Additionally, using this code to add the stepper into the view

Stepper(value: $sleepAmount) {
    Text("\(sleepAmount) hours")
}

iOS Date pickers have experienced a significant shift in design with iOS 14 and now look more like a button and display a view to select the desired date, time, or both. Fortunately, you can force SwiftUI to display the old style by adding this property to modify the date picker.

.datePickerStyle(WheelDatePickerStyle())

First we would create an @State property like this:

@State private var wakeUp = Date()

And we will add the date picker using this simple code:

DatePicker("Enter a date", selection: $wakeUp)

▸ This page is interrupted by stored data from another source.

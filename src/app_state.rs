#[derive(Clone)]
pub struct AppState {
    pub service_name: String,
}
//! A raw-socket HTTP client for black-box protocol tests.
//!
//! The request bytes are sent exactly as given, one exchange per connection.
mod client;
mod error;
mod request;
mod response;

pub use client::{BodyCheck, ProbeClient, ProbeTarget};
pub use error::{ProbeError, TransferFailure};
pub use request::{ProbeRequest, RequestBuilder, CRLF};
pub use response::ProbeResponse;

/// Lifecycle of a [`ProbeClient`]. Each client walks it once, front to back.
#[derive(Debug, Clone, Copy, PartialEq, Eq)]
pub enum ProbeState {
    Unconfigured,
    Configured,
    Connected,
    RequestSent,
    ResponseReceived,
    Disconnected,
}

impl std::fmt::Display for ProbeState {
    fn fmt(&self, f: &mut std::fmt::Formatter<'_>) -> std::fmt::Result {
        let name = match self {
            ProbeState::Unconfigured => "unconfigured",
            ProbeState::Configured => "configured",
            ProbeState::Connected => "connected",
            ProbeState::RequestSent => "waiting for a response",
            ProbeState::ResponseReceived => "holding a response",
            ProbeState::Disconnected => "disconnected",
        };
        f.write_str(name)
    }
}
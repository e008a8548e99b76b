use eyre::Result;
use service_probe::configuration::get_configuration;
use service_probe::{get_subscriber, init_subscriber, startup::{build, router}};
use tokio::net::TcpListener;

#[tokio::main]
async fn main() -> Result<()> {
    // `.env` may carry RUST_LOG, so load it before the subscriber reads it.
    dotenvy::dotenv().ok();
    init_subscriber(get_subscriber(
        "service-probe".into(),
        "info".into(),
        std::io::stdout,
    ));

    let configuration = get_configuration()?;
    let address = configuration.application.address();
    let listener = TcpListener::bind(&address).await?;
    let app = router(build(&configuration));
    tracing::info!(%address, "Starting {}", configuration.application.service_name);
    Ok(axum::serve(listener, app).await?)
}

The last topic of today is getting started with CoreML and using the CreateML application. CreateML is an application that comes from Apple that makes it effortless to create a Machine learning module. This project provides the input data to be used to generate the model. We will go further into Machine Learning later this week on the next project.

Week two.

We are at the end of the second week. Day by day and I don’t feel the strong need to look up every step. Now when the project directs me to do something, I am trying to solve it without looking up resources. With significant changes in my work schedule, it’s been more of a challenge, but I am finding small increments of time to fit in a 15-20 minute session to learn something new. I can’t wait to have more substantial proficiency in both Swift, And SwiftUI!